Takayasu Arteritis
Takayasu arteritis (TA) is an inflammatory vessel disease that affects large arteries- especially the aorta- thereby disrupting blood flow throughout the body.
About Takayasu Arteritis
The aorta is your largest artery, tasked with transporting blood from the heart to other major arteries throughout your body. Takayasu arteritis is a form of vasculitis (inflammatory vessel disease) that affects the aorta and its branches, resulting in decreased blood supply to your organ systems.
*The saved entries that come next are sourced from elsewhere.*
impl fmt::Debug for Animation {
    fn fmt(&self, f: &mut fmt::Formatter<'_>) -> fmt::Result {
        match self {
            Self::Animator(a) => a.fmt(f),
            Self::Sequence(s) => write!(f, "Sequence({}, {:?})", s.id(), s.state()),
            Self::Parallel(p) => write!(f, "Parallel({}, {:?})", p.id(), p.state()),
        }
    }
}

impl From<Animator> for Animation {
    fn from(a: Animator) -> Self {
        Self::Animator(a)
    }
}

impl From<Sequence> for Animation {
    fn from(s: Sequence) -> Self {
        Self::Sequence(s)
    }
}

impl From<Parallel> for Animation {
    fn from(p: Parallel) -> Self {
        Self::Parallel(p)
    }
}

/// One step of a sequence.
pub enum Step {
    Animate(Animation),
    /// Wait this many milliseconds.
    Pause(u64),
    /// Run a closure exactly once per pass. Errors are logged and the
    /// sequence carries on.
    Callback(StepCallback),
}

impl fmt::Debug for Step {
    fn fmt(&self, f: &mut fmt::Formatter<'_>) -> fmt::Result {
        match self {
            Self::Animate(a) => f.debug_tuple("Animate").field(a).finish(),
            Self::Pause(ms) => f.debug_tuple("Pause").field(ms).finish(),
            Self::Callback(_) => f.write_str("Callback(..)"),
        }
    }
}

enum Slot {
    Animate(Animation),
    Pause(u64),
    // None while the callback is running.
    Callback(Option<StepCallback>),
}

struct SequenceRun {
    state: AnimationState,
    // Step currently being waited on.
    awaiting: Option<usize>,
    pause_timer: Option<TimerHandle>,
    loops: LoopCount,
    completed_loops: u32,
}

struct SequenceInner {
    id: AnimationId,
    ctx: MotionContext,
    steps: RefCell<Vec<Slot>>,
    run: RefCell<SequenceRun>,
    listeners: SettleListeners,
}

/// Strictly ordered composite.
#[derive(Clone)]
pub struct Sequence {
    inner: Rc<SequenceInner>,
}

impl Sequence {
    pub fn new(ctx: &MotionContext) -> Self {
        Self {
            inner: Rc::new(SequenceInner {
                id: AnimationId::new(),
                ctx: ctx.clone(),
                steps: RefCell::new(Vec::new()),
                run: RefCell::new(SequenceRun {
                    state: AnimationState::Idle,
                    awaiting: None,
                    pause_timer: None,
                    loops: LoopCount::default(),
                    completed_loops: 0,
                }),
                listeners: SettleListeners::default(),
            }),
        }
    }

    /// Append a step.
    pub fn add_step(self, step: Step) -> Self {
        match step {
            Step::Animate(animation) => self.add(animation),
            Step::Pause(ms) => self.add_pause(ms),
            Step::Callback(callback) => self.push(Slot::Callback(Some(callback))),
        }
    }

    /// Append an animation step.
    pub fn add(self, animation: impl Into<Animation>) -> Self {
        let animation = animation.into();
        let index = self.inner.steps.borrow().len();
        let weak = Rc::downgrade(&self.inner);
        animation.connect_settled(move |_| {
            if let Some(inner) = weak.upgrade() {
                Sequence { inner }.on_step_done(index);
            }
        });
        self.push(Slot::Animate(animation))
    }

    /// Append a pause.
    pub fn add_pause(self, ms: u64) -> Self {
        self.push(Slot::Pause(ms))
    }

    /// Append an infallible callback step.
    pub fn add_callback(self, mut f: impl FnMut() + 'static) -> Self {
        self.push(Slot::Callback(Some(Box::new(move || {
            f();
            Ok(())
        }))))
    }

    /// Append a fallible callback step.
    pub fn add_try_callback(self, f: impl FnMut() -> anyhow::Result<()> + 'static) -> Self {
        self.push(Slot::Callback(Some(Box::new(f))))
    }

    pub fn with_loop_count(self, loops: LoopCount) -> Self {
        self.inner.run.borrow_mut().loops = loops;
        self
    }

    pub fn id(&self) -> AnimationId {
        self.inner.id
    }

    pub fn len(&self) -> usize {
        self.inner.steps.borrow().len()
    }

    pub fn is_empty(&self) -> bool {
        self.len() == 0
    }

    pub fn state(&self) -> AnimationState {
        self.inner.run.borrow().state
    }

    pub fn is_running(&self) -> bool {
        self.state() == AnimationState::Running
    }

    /// Index of the step currently running, if any.
    pub fn current_step(&self) -> Option<usize> {
        self.inner.run.borrow().awaiting
    }

    pub fn connect_settled(&self, f: impl Fn(AnimationState) + 'static) {
        self.inner.listeners.connect(Rc::new(f));
    }

    pub fn connect_finished(&self, f: impl Fn() + 'static) {
        self.connect_settled(move |state| {
            if state == AnimationState::Finished {
                f();
            }
        });
    }

    /// Start at step 0. Starting a running sequence does nothing.
    pub fn start(&self) {
        {
            let mut run = self.inner.run.borrow_mut();
            if run.state == AnimationState::Running {
                return;
            }
            run.state = AnimationState::Running;
            run.awaiting = None;
            run.completed_loops = 0;
        }
        self.inner.ctx.push_event(MotionEvent::Started {
            animation_id: self.inner.id,
            kind: AnimationKind::Sequence,
        });
        self.inner.ctx.retain(self.clone().into());
        self.run_from(0);
    }

    /// Stop the running step; no further steps execute.
    pub fn stop(&self) {
        let (awaiting, timer) = {
            let mut run = self.inner.run.borrow_mut();
            if run.state != AnimationState::Running {
                return;
            }
            run.state = AnimationState::Cancelled;
            (run.awaiting.take(), run.pause_timer.take())
        };

        if let Some(timer) = timer {
            self.inner.ctx.scheduler().cancel(timer);
        }
        if let Some(child) = awaiting.and_then(|i| self.animation_at(i)) {
            child.stop();
        }
        self.settle(AnimationState::Cancelled);
    }

    fn push(self, slot: Slot) -> Self {
        self.inner.steps.borrow_mut().push(slot);
        self
    }

    fn animation_at(&self, index: usize) -> Option<Animation> {
        match self.inner.steps.borrow().get(index) {
            Some(Slot::Animate(animation)) => Some(animation.clone()),
            _ => None,
        }
    }

    fn on_step_done(&self, index: usize) {
        {
            let mut run = self.inner.run.borrow_mut();
            if run.state != AnimationState::Running || run.awaiting != Some(index) {
                return;
            }
            run.awaiting = None;
            run.pause_timer = None;
        }
        self.run_from(index + 1);
    }

    /// Execute steps from `index` until one has to be waited on.
    fn run_from(&self, mut index: usize) {
        loop {
            if !self.is_running() {
                return;
            }

            let step = {
                let mut steps = self.inner.steps.borrow_mut();
                match steps.get_mut(index) {
                    None => None,
                    Some(Slot::Animate(animation)) => Some(Slot::Animate(animation.clone())),
                    Some(Slot::Pause(ms)) => Some(Slot::Pause(*ms)),
                    Some(Slot::Callback(callback)) => Some(Slot::Callback(callback.take())),
                }
            };

            match step {
                None => {
                    self.end_pass();
                    return;
                }
                Some(Slot::Callback(callback)) => {
                    if let Some(callback) = callback {
                        let callback = self.run_callback(index, callback);
                        if let Some(Slot::Callback(slot)) = self.inner.steps.borrow_mut().get_mut(index) {
                            *slot = Some(callback);
                        }
                    }
                    index += 1;
                }
                Some(Slot::Pause(ms)) => {
                    if ms == 0 || !self.inner.ctx.animations_enabled() {
                        index += 1;
                        continue;
                    }
                    self.inner.run.borrow_mut().awaiting = Some(index);
                    let weak = Rc::downgrade(&self.inner);
                    let timer = self.inner.ctx.scheduler().schedule_once(
                        Box::new(move || {
                            if let Some(inner) = weak.upgrade() {
                                Sequence { inner }.on_step_done(index);
                            }
                        }),
                        ms,
                    );
                    let mut run = self.inner.run.borrow_mut();
                    if run.awaiting == Some(index) {
                        run.pause_timer = Some(timer);
                    }
                    return;
                }
                Some(Slot::Animate(animation)) => {
                    self.inner.run.borrow_mut().awaiting = Some(index);
                    if animation.is_running() {
                        // Shared child already in flight; its settle advances us.
                        return;
                    }
                    animation.start();
                    return;
                }
            }
        }
    }

    fn run_callback(&self, index: usize, mut callback: StepCallback) -> StepCallback {
        match catch_unwind(AssertUnwindSafe(|| callback())) {
            Ok(Ok(())) => {}
            Ok(Err(err)) => {
                error!(sequence = %self.inner.id, step = index, error = %err, "sequence callback failed");
            }
            Err(panic) => {
                let message = panic_message(panic.as_ref());
                error!(sequence = %self.inner.id, step = index, %message, "sequence callback panicked");
            }
        }
        callback
    }

    fn end_pass(&self) {
        let again = {
            let mut run = self.inner.run.borrow_mut();
            run.completed_loops += 1;
            run.loops.has_more_after(run.completed_loops)
        };

        if !again {
            self.settle(AnimationState::Finished);
            return;
        }

        // Next pass starts on the next turn so a sequence with no timed steps
        // cannot spin.
        let weak = Rc::downgrade(&self.inner);
        let pass_marker = self.inner.steps.borrow().len();
        self.inner.run.borrow_mut().awaiting = Some(pass_marker);
        let timer = self.inner.ctx.scheduler().schedule_once(
            Box::new(move || {
                if let Some(inner) = weak.upgrade() {
                    let seq = Sequence { inner };
                    let resume = {
                        let mut run = seq.inner.run.borrow_mut();
                        let resume = run.state == AnimationState::Running && run.awaiting == Some(pass_marker);
                        if resume {
                            run.awaiting = None;
                            run.pause_timer = None;
                        }
                        resume
                    };
                    if resume {
                        seq.run_from(0);
                    }
                }
            }),
            0,
        );
        self.inner.run.borrow_mut().pause_timer = Some(timer);
    }

    fn settle(&self, state: AnimationState) {
        {
            let mut run = self.inner.run.borrow_mut();
            run.state = state;
            run.awaiting = None;
            run.pause_timer = None;
        }
        debug!(sequence = %self.inner.id, ?state, "sequence settled");
        let event = match state {
            AnimationState::Finished => MotionEvent::Finished {
                animation_id: self.inner.id,
                kind: AnimationKind::Sequence,
            },
            _ => MotionEvent::Cancelled {
                animation_id: self.inner.id,
                kind: AnimationKind::Sequence,
            },
        };
        self.inner.ctx.push_event(event);
        self.inner.ctx.release(self.inner.id);
        self.inner.listeners.emit(state);
    }
}

struct ParallelRun {
    state: AnimationState,
    // Children of the current run that have not settled yet.
    pending: Vec<bool>,
    outstanding: usize,
    completed: usize,
}

struct ParallelInner {
    id: AnimationId,
    ctx: MotionContext,
    children: RefCell<Vec<Animation>>,
    run: RefCell<ParallelRun>,
    listeners: SettleListeners,
}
The cause of Takayasu is uncertain, but certain people may be genetically predisposed to the condition.
Symptoms of Takayasu Arteritis
Symptoms of Takayasu arteritis vary and result from bodily tissues not receiving adequate blood supply.
Symptoms of Takayasu arteritis may include:
- Bruit (vascular murmur)
- Difference in blood pressure across extremities (arms or legs)
- Fever
- Headache
- Hypertension
- Joint paint
Risk Factors for Takayasu Arteritis
While Takayasu arteritis affects young people regardless of background or sex, it is more common in certain populations.
Risk factors for Takayasu arteritis may include:
- Age: The condition typically affects people between the ages of 15 and 40.
- Family history: Takayasu arteritis is more prevalent in people of Asian descent.
- Sex: The condition is more common in female patients.
Treating Takayasu Arteritis at UT Medicine
Like all forms of vasculitis, corticosteroids like prednisone can be used to address the inflammation associated with Takayasu arteritis. Your physician may prescribe an immunosuppressant medication such as methotrexate, azathioprine, or mycophenolate mofetil. A biologic medication called infliximab may be used in severe cases.